======== Material for this task

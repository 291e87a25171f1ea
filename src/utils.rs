//! Utility functions for file operations and path manipulation

use crate::error::{ArchiveError, Error, Result};
use std::fs::{self, OpenOptions};
use std::io::ErrorKind;
use std::path::{Path, PathBuf};

/// Maximum number of numbered names tried after the timestamped one
const MAX_RENAME_ATTEMPTS: u32 = 9999;

/// Candidate destination names, in the order they are tried
///
/// The desired path comes first, then `{stem}_{stamp}{.ext}`, then
/// `{stem}_{stamp}_{n}{.ext}` for n = 1..=9999. The stamp is normally the local
/// time as `HHMMSS`, so names stay ordered by archive time.
///
/// # Examples
///
/// ```
/// use review_orchestrator::utils::destination_candidates;
/// use std::path::Path;
///
/// let names: Vec<_> = destination_candidates(Path::new("/bin/export.csv"), "061500")
///     .unwrap()
///     .take(3)
///     .collect();
/// assert_eq!(names[0], Path::new("/bin/export.csv"));
/// assert_eq!(names[1], Path::new("/bin/export_061500.csv"));
/// assert_eq!(names[2], Path::new("/bin/export_061500_1.csv"));
/// ```
pub fn destination_candidates(
    path: &Path,
    stamp: &str,
) -> Result<impl Iterator<Item = PathBuf> + use<>> {
    let stem = path
        .file_stem()
        .and_then(|s| s.to_str())
        .ok_or_else(|| {
            Error::Archive(ArchiveError::InvalidPath {
                path: path.to_path_buf(),
                reason: "Cannot extract file stem".to_string(),
            })
        })?
        .to_string();

    let extension = path
        .extension()
        .and_then(|e| e.to_str())
        .map(|e| format!(".{e}"))
        .unwrap_or_default();

    let parent = path
        .parent()
        .ok_or_else(|| {
            Error::Archive(ArchiveError::InvalidPath {
                path: path.to_path_buf(),
                reason: "Cannot extract parent directory".to_string(),
            })
        })?
        .to_path_buf();

    let first = path.to_path_buf();
    let stamp = stamp.to_string();
    let stamped = parent.join(format!("{stem}_{stamp}{extension}"));
    let numbered = (1..=MAX_RENAME_ATTEMPTS)
        .map(move |n| parent.join(format!("{stem}_{stamp}_{n}{extension}")));

    Ok(std::iter::once(first)
        .chain(std::iter::once(stamped))
        .chain(numbered))
}

/// Move `source` to `destination` without ever replacing an existing file
///
/// Each candidate name from [`destination_candidates`] is first reserved with an
/// exclusive create, so a concurrent writer cannot claim it between the check and
/// the move. The source is then renamed over the reservation. When the rename
/// crosses filesystems the file is copied and the source removed afterwards. On
/// failure the reservation is removed and the source is left where it was.
///
/// Returns the path the file ended up at.
pub fn move_without_overwrite(source: &Path, destination: &Path, stamp: &str) -> Result<PathBuf> {
    let move_failed = |dest: &Path, reason: String| {
        Error::Archive(ArchiveError::MoveFailed {
            source_path: source.to_path_buf(),
            dest_path: dest.to_path_buf(),
            reason,
        })
    };

    let metadata = fs::metadata(source)
        .map_err(|e| move_failed(destination, format!("source unavailable: {e}")))?;
    if !metadata.is_file() {
        return Err(move_failed(destination, "source is not a file".to_string()));
    }

    if let Some(parent) = destination.parent()
        && !parent.as_os_str().is_empty()
    {
        fs::create_dir_all(parent)
            .map_err(|e| move_failed(destination, format!("cannot create directory: {e}")))?;
    }

    for candidate in destination_candidates(destination, stamp)? {
        match OpenOptions::new()
            .write(true)
            .create_new(true)
            .open(&candidate)
        {
            Ok(_) => {}
            Err(e) if e.kind() == ErrorKind::AlreadyExists => {
                tracing::debug!(?candidate, "destination taken, trying next name");
                continue;
            }
            Err(e) => return Err(move_failed(&candidate, format!("cannot reserve name: {e}"))),
        }

        return match fs::rename(source, &candidate) {
            Ok(()) => Ok(candidate),
            Err(e) if e.kind() == ErrorKind::CrossesDevices => {
                copy_then_remove(source, &candidate).map_err(|reason| {
                    move_failed(&candidate, with_release_note(reason, &candidate))
                })?;
                Ok(candidate)
            }
            Err(e) => Err(move_failed(
                &candidate,
                with_release_note(e.to_string(), &candidate),
            )),
        };
    }

    Err(Error::Archive(ArchiveError::FileCollision {
        path: destination.to_path_buf(),
        reason: format!("Could not find unique filename after {MAX_RENAME_ATTEMPTS} attempts"),
    }))
}

/// Delete a reserved name after a failed move, appending a note to `reason` if
/// the placeholder could not be removed
fn with_release_note(reason: String, candidate: &Path) -> String {
    match fs::remove_file(candidate) {
        Ok(()) => reason,
        Err(e) => {
            tracing::warn!(?candidate, error = %e, "could not remove reserved destination");
            format!("{reason}; empty placeholder left at {}", candidate.display())
        }
    }
}

fn copy_then_remove(source: &Path, destination: &Path) -> std::result::Result<(), String> {
    fs::copy(source, destination).map_err(|e| format!("cross-device copy failed: {e}"))?;
    if let Err(e) = fs::remove_file(source) {
        // The copy is complete; a leftover source is a duplicate, not a loss.
        tracing::warn!(?source, ?destination, error = %e, "copied file but could not remove source");
    }
    Ok(())
}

================

After reading through the records, retype all of them exactly.

» Response to this task:
repository 291e87a25171f1ea
filename src/utils.rs
//! Utility functions for file operations and path manipulation

use crate::error::{ArchiveError, Error, Result};
use std::fs::{self, OpenOptions};
use std::io::ErrorKind;
use std::path::{Path, PathBuf};

/// Maximum number of numbered names tried after the timestamped one
const MAX_RENAME_ATTEMPTS: u32 = 9999;

/// Candidate destination names, in the order they are tried
///
/// The desired path comes first, then `{stem}_{stamp}{.ext}`, then
/// `{stem}_{stamp}_{n}{.ext}` for n = 1..=9999. The stamp is normally the local
/// time as `HHMMSS`, so names stay ordered by archive time.
///
/// # Examples
///
/// ```
/// use review_orchestrator::utils::destination_candidates;
/// use std::path::Path;
///
/// let names: Vec<_> = destination_candidates(Path::new("/bin/export.csv"), "061500")
///     .unwrap()
///     .take(3)
///     .collect();
/// assert_eq!(names[0], Path::new("/bin/export.csv"));
/// assert_eq!(names[1], Path::new("/bin/export_061500.csv"));
/// assert_eq!(names[2], Path::new("/bin/export_061500_1.csv"));
/// ```
pub fn destination_candidates(
    path: &Path,
    stamp: &str,
) -> Result<impl Iterator<Item = PathBuf> + use<>> {
    let stem = path
        .file_stem()
        .and_then(|s| s.to_str())
        .ok_or_else(|| {
            Error::Archive(ArchiveError::InvalidPath {
                path: path.to_path_buf(),
                reason: "Cannot extract file stem".to_string(),
            })
        })?
        .to_string();

    let extension = path
        .extension()
        .and_then(|e| e.to_str())
        .map(|e| format!(".{e}"))
        .unwrap_or_default();

    let parent = path
        .parent()
        .ok_or_else(|| {
            Error::Archive(ArchiveError::InvalidPath {
                path: path.to_path_buf(),
                reason: "Cannot extract parent directory".to_string(),
            })
        })?
        .to_path_buf();

    let first = path.to_path_buf();
    let stamp = stamp.to_string();
    let stamped = parent.join(format!("{stem}_{stamp}{extension}"));
    let numbered = (1..=MAX_RENAME_ATTEMPTS)
        .map(move |n| parent.join(format!("{stem}_{stamp}_{n}{extension}")));

    Ok(std::iter::once(first)
        .chain(std::iter::once(stamped))
        .chain(numbered))
}

/// Move `source` to `destination` without ever replacing an existing file
///
/// Each candidate name from [`destination_candidates`] is first reserved with an
/// exclusive create, so a concurrent writer cannot claim it between the check and
/// the move. The source is then renamed over the reservation. When the rename
/// crosses filesystems the file is copied and the source removed afterwards. On
/// failure the reservation is removed and the source is left where it was.
///
/// Returns the path the file ended up at.
pub fn move_without_overwrite(source: &Path, destination: &Path, stamp: &str) -> Result<PathBuf> {
    let move_failed = |dest: &Path, reason: String| {
        Error::Archive(ArchiveError::MoveFailed {
            source_path: source.to_path_buf(),
            dest_path: dest.to_path_buf(),
            reason,
        })
    };

    let metadata = fs::metadata(source)
        .map_err(|e| move_failed(destination, format!("source unavailable: {e}")))?;
    if !metadata.is_file() {
        return Err(move_failed(destination, "source is not a file".to_string()));
    }

    if let Some(parent) = destination.parent()
        && !parent.as_os_str().is_empty()
    {
        fs::create_dir_all(parent)
            .map_err(|e| move_failed(destination, format!("cannot create directory: {e}")))?;
    }

    for candidate in destination_candidates(destination, stamp)? {
        match OpenOptions::new()
            .write(true)
            .create_new(true)
            .open(&candidate)
        {
            Ok(_) => {}
            Err(e) if e.kind() == ErrorKind::AlreadyExists => {
                tracing::debug!(?candidate, "destination taken, trying next name");
                continue;
            }
            Err(e) => return Err(move_failed(&candidate, format!("cannot reserve name: {e}"))),
        }

        return match fs::rename(source, &candidate) {
            Ok(()) => Ok(candidate),
            Err(e) if e.kind() == ErrorKind::CrossesDevices => {
                copy_then_remove(source, &candidate).map_err(|reason| {
                    move_failed(&candidate, with_release_note(reason, &candidate))
                })?;
                Ok(candidate)
            }
            Err(e) => Err(move_failed(
                &candidate,
                with_release_note(e.to_string(), &candidate),
            )),
        };
    }

    Err(Error::Archive(ArchiveError::FileCollision {
        path: destination.to_path_buf(),
        reason: format!("Could not find unique filename after {MAX_RENAME_ATTEMPTS} attempts"),
    }))
}

/// Delete a reserved name after a failed move, appending a note to `reason` if
/// the placeholder could not be removed
fn with_release_note(reason: String, candidate: &Path) -> String {
    match fs::remove_file(candidate) {
        Ok(()) => reason,
        Err(e) => {
            tracing::warn!(?candidate, error = %e, "could not remove reserved destination");
            format!("{reason}; empty placeholder left at {}", candidate.display())
        }
    }
}

fn copy_then_remove(source: &Path, destination: &Path) -> std::result::Result<(), String> {
    fs::copy(source, destination).map_err(|e| format!("cross-device copy failed: {e}"))?;
    if let Err(e) = fs::remove_file(source) {
        // The copy is complete; a leftover source is a duplicate, not a loss.
        tracing::warn!(?source, ?destination, error = %e, "copied file but could not remove source");
    }
    Ok(())
}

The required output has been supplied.